**Your objective**
Find every line in the records that holds the string "output". Copy each one.

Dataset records
*** Begin section ***
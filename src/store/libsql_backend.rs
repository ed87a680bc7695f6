//! libSQL backend — async `TaskStore` implementation.
//!
//! Every state transition is one conditional `UPDATE ... RETURNING id`; the
//! transition happened iff a row comes back. The connection is shared by the
//! scheduler loop and every worker, so the outcome must travel with the
//! statement's own result rather than a later `changes()` read. SQLite
//! serializes writers on the file lock, so claims stay exclusive across
//! connections and processes.

use std::path::Path;
use std::sync::Arc;

use async_trait::async_trait;
use chrono::{DateTime, Utc};
use libsql::{Connection, Database as LibSqlDatabase, Row, Value, params};
use tracing::{debug, info, warn};

use crate::error::DatabaseError;
use crate::store::migrations;
use crate::store::traits::{NewTask, Task, TaskStatus, TaskStore};

/// How long a connection waits on a locked database before giving up.
const BUSY_TIMEOUT_MS: u64 = 5_000;

/// Column list shared by every query that maps rows with `row_to_task`.
const TASK_COLUMNS: &str = "id, command, priority, status, cancel_requested, \
     created_at, started_at, finished_at, output, error";

/// libSQL database backend.
///
/// Holds a single connection reused for all operations.
/// `libsql::Connection` is `Send + Sync` and safe for concurrent async use.
pub struct LibSqlBackend {
    #[allow(dead_code)]
    db: Arc<LibSqlDatabase>,
    conn: Connection,
}

impl LibSqlBackend {
    /// Open (or create) a local database file and run migrations.
    pub async fn new_local(path: &Path) -> Result<Self, DatabaseError> {
        if let Some(parent) = path.parent() {
            if !parent.as_os_str().is_empty() {
                std::fs::create_dir_all(parent).map_err(|e| {
                    DatabaseError::Open(format!("Failed to create database directory: {e}"))
                })?;
            }
        }

        let db = libsql::Builder::new_local(path)
            .build()
            .await
            .map_err(|e| DatabaseError::Open(format!("Failed to open libSQL database: {e}")))?;

        let conn = db
            .connect()
            .map_err(|e| DatabaseError::Open(format!("Failed to create connection: {e}")))?;

        let backend = Self {
            db: Arc::new(db),
            conn,
        };
        backend.pragma(&format!("PRAGMA busy_timeout = {BUSY_TIMEOUT_MS}")).await?;
        backend.pragma("PRAGMA journal_mode = WAL").await?;
        backend.init_schema().await?;
        info!(path = %path.display(), "Task store opened");
        Ok(backend)
    }

    /// Create an in-memory database (for tests).
    pub async fn new_memory() -> Result<Self, DatabaseError> {
        let db = libsql::Builder::new_local(":memory:")
            .build()
            .await
            .map_err(|e| DatabaseError::Open(format!("Failed to create in-memory database: {e}")))?;

        let conn = db
            .connect()
            .map_err(|e| DatabaseError::Open(format!("Failed to create connection: {e}")))?;

        let backend = Self {
            db: Arc::new(db),
            conn,
        };
        backend.init_schema().await?;
        Ok(backend)
    }

    fn conn(&self) -> &Connection {
        &self.conn
    }

    async fn init_schema(&self) -> Result<(), DatabaseError> {
        migrations::run_migrations(self.conn()).await
    }

    /// Run a PRAGMA that reports its new value as a row.
    async fn pragma(&self, sql: &str) -> Result<(), DatabaseError> {
        let mut rows = self
            .conn()
            .query(sql, ())
            .await
            .map_err(|e| DatabaseError::Open(format!("{sql}: {e}")))?;
        while rows
            .next()
            .await
            .map_err(|e| DatabaseError::Open(format!("{sql}: {e}")))?
            .is_some()
        {}
        Ok(())
    }

    /// Collect every row of a task query.
    async fn query_tasks(
        &self,
        sql: &str,
        params: impl libsql::params::IntoParams,
        op: &str,
    ) -> Result<Vec<Task>, DatabaseError> {
        let mut rows = self
            .conn()
            .query(sql, params)
            .await
            .map_err(|e| DatabaseError::Query(format!("{op}: {e}")))?;

        let mut tasks = Vec::new();
        while let Some(row) = rows
            .next()
            .await
            .map_err(|e| DatabaseError::Query(format!("{op}: {e}")))?
        {
            tasks.push(row_to_task(&row)?);
        }
        Ok(tasks)
    }

    /// Run a guarded `UPDATE ... RETURNING id` and report whether it matched.
    async fn update_returning(
        &self,
        sql: &str,
        params: impl libsql::params::IntoParams,
        op: &str,
    ) -> Result<bool, DatabaseError> {
        let mut rows = self
            .conn()
            .query(sql, params)
            .await
            .map_err(|e| DatabaseError::Query(format!("{op}: {e}")))?;

        let mut matched = false;
        while rows
            .next()
            .await
            .map_err(|e| DatabaseError::Query(format!("{op}: {e}")))?
            .is_some()
        {
            matched = true;
        }
        Ok(matched)
    }

    /// Apply a terminal transition guarded on `status = 'running'`.
    async fn finish(
        &self,
        id: i64,
        target: TaskStatus,
        output: &str,
        error: Option<&str>,
    ) -> Result<(), DatabaseError> {
        let op = format!("finish task {id}");
        let updated = self
            .update_returning(
                "UPDATE tasks
                 SET status = ?1, finished_at = datetime('now'), output = ?2, error = ?3
                 WHERE id = ?4 AND status = 'running'
                 RETURNING id",
                params![target.as_str(), output, error, id],
                &op,
            )
            .await?;

        if !updated {
            warn!(task_id = id, target = %target, "Terminal write matched no running task");
            return Err(DatabaseError::InvalidTransition {
                id,
                target: target.to_string(),
            });
        }

        debug!(task_id = id, status = %target, "Task finished");
        Ok(())
    }
}

// ── Helper functions ────────────────────────────────────────────────

/// Parse an RFC 3339 or SQLite datetime string into DateTime<Utc>.
fn parse_datetime(s: &str) -> Option<DateTime<Utc>> {
    if let Ok(dt) = DateTime::parse_from_rfc3339(s) {
        return Some(dt.with_timezone(&Utc));
    }
    if let Ok(ndt) = chrono::NaiveDateTime::parse_from_str(s, "%Y-%m-%d %H:%M:%S%.f") {
        return Some(ndt.and_utc());
    }
    if let Ok(ndt) = chrono::NaiveDateTime::parse_from_str(s, "%Y-%m-%d %H:%M:%S") {
        return Some(ndt.and_utc());
    }
    None
}

/// Read a nullable TEXT column.
fn opt_text(row: &Row, idx: i32) -> Result<Option<String>, DatabaseError> {
    match row
        .get_value(idx)
        .map_err(|e| DatabaseError::Query(format!("read column {idx}: {e}")))?
    {
        Value::Null => Ok(None),
        Value::Text(s) => Ok(Some(s)),
        Value::Blob(b) => Ok(Some(String::from_utf8_lossy(&b).into_owned())),
        Value::Integer(i) => Ok(Some(i.to_string())),
        Value::Real(r) => Ok(Some(r.to_string())),
    }
}

/// Map a libsql Row to a Task. Column order matches `TASK_COLUMNS`.
fn row_to_task(row: &Row) -> Result<Task, DatabaseError> {
    let read = |e: libsql::Error| DatabaseError::Query(format!("read task row: {e}"));

    let id: i64 = row.get(0).map_err(read)?;
    let command: String = row.get(1).map_err(read)?;
    let priority: i64 = row.get(2).map_err(read)?;
    let status: String = row.get(3).map_err(read)?;
    let cancel_requested: i64 = row.get(4).map_err(read)?;

    Ok(Task {
        id,
        command,
        priority,
        status: status.parse()?,
        cancel_requested: cancel_requested != 0,
        created_at: opt_text(row, 5)?.as_deref().and_then(parse_datetime),
        started_at: opt_text(row, 6)?.as_deref().and_then(parse_datetime),
        finished_at: opt_text(row, 7)?.as_deref().and_then(parse_datetime),
        output: opt_text(row, 8)?,
        error: opt_text(row, 9)?,
    })
}

#[async_trait]
impl TaskStore for LibSqlBackend {
    // ── Scheduling ──────────────────────────────────────────────────

    async fn fetch_pending_batch(&self, limit: usize) -> Result<Vec<Task>, DatabaseError> {
        let sql = format!(
            "SELECT {TASK_COLUMNS} FROM tasks
             WHERE status = 'pending' AND cancel_requested = 0
             ORDER BY priority DESC, created_at ASC, id ASC
             LIMIT ?1"
        );
        self.query_tasks(&sql, params![limit as i64], "fetch_pending_batch")
            .await
    }

    async fn try_claim(&self, id: i64) -> Result<bool, DatabaseError> {
        self.update_returning(
            "UPDATE tasks SET status = 'running', started_at = datetime('now')
             WHERE id = ?1 AND status = 'pending' AND cancel_requested = 0
             RETURNING id",
            params![id],
            &format!("try_claim {id}"),
        )
        .await
    }

    async fn record_success(&self, id: i64, output: &str) -> Result<(), DatabaseError> {
        self.finish(id, TaskStatus::Completed, output, None).await
    }

    async fn record_failure(
        &self,
        id: i64,
        error: &str,
        output: &str,
    ) -> Result<(), DatabaseError> {
        self.finish(id, TaskStatus::Failed, output, Some(error)).await
    }

    async fn is_cancel_requested(&self, id: i64) -> Result<bool, DatabaseError> {
        let mut rows = self
            .conn()
            .query(
                "SELECT cancel_requested FROM tasks WHERE id = ?1",
                params![id],
            )
            .await
            .map_err(|e| DatabaseError::Query(format!("is_cancel_requested {id}: {e}")))?;

        let row = rows
            .next()
            .await
            .map_err(|e| DatabaseError::Query(format!("is_cancel_requested {id}: {e}")))?;

        match row {
            Some(row) => {
                let flag: i64 = row
                    .get(0)
                    .map_err(|e| DatabaseError::Query(format!("is_cancel_requested {id}: {e}")))?;
                Ok(flag != 0)
            }
            None => Ok(false),
        }
    }

    // ── External writer / reader ────────────────────────────────────

    async fn insert_task(&self, task: &NewTask) -> Result<i64, DatabaseError> {
        task.validate()?;

        let mut rows = self
            .conn()
            .query(
                "INSERT INTO tasks (command, priority, status) VALUES (?1, ?2, 'pending')
                 RETURNING id",
                params![task.command.as_str(), task.priority],
            )
            .await
            .map_err(|e| DatabaseError::Query(format!("insert_task: {e}")))?;

        let row = rows
            .next()
            .await
            .map_err(|e| DatabaseError::Query(format!("insert_task: {e}")))?
            .ok_or_else(|| DatabaseError::Query("insert_task: no id returned".to_string()))?;
        let id: i64 = row
            .get(0)
            .map_err(|e| DatabaseError::Query(format!("insert_task: {e}")))?;

        debug!(task_id = id, priority = task.priority, "Task inserted");
        Ok(id)
    }

    async fn get_task(&self, id: i64) -> Result<Option<Task>, DatabaseError> {
        let sql = format!("SELECT {TASK_COLUMNS} FROM tasks WHERE id = ?1");
        let mut tasks = self.query_tasks(&sql, params![id], "get_task").await?;
        Ok(tasks.pop())
    }

    async fn request_cancel(&self, id: i64) -> Result<bool, DatabaseError> {
        self.update_returning(
            "UPDATE tasks SET cancel_requested = 1
             WHERE id = ?1 AND status = 'pending'
             RETURNING id",
            params![id],
            &format!("request_cancel {id}"),
        )
        .await
    }

    async fn list_tasks(&self, limit: usize) -> Result<Vec<Task>, DatabaseError> {
        let sql = format!("SELECT {TASK_COLUMNS} FROM tasks ORDER BY id DESC LIMIT ?1");
        self.query_tasks(&sql, params![limit as i64], "list_tasks")
            .await
    }
}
*** End section ***
**Expected answer**
     created_at, started_at, finished_at, output, error";
        output: &str,
                 SET status = ?1, finished_at = datetime('now'), output = ?2, error = ?3
                params![target.as_str(), output, error, id],
        output: opt_text(row, 8)?,
    async fn record_success(&self, id: i64, output: &str) -> Result<(), DatabaseError> {
        self.finish(id, TaskStatus::Completed, output, None).await
        output: &str,
        self.finish(id, TaskStatus::Failed, output, Some(error)).await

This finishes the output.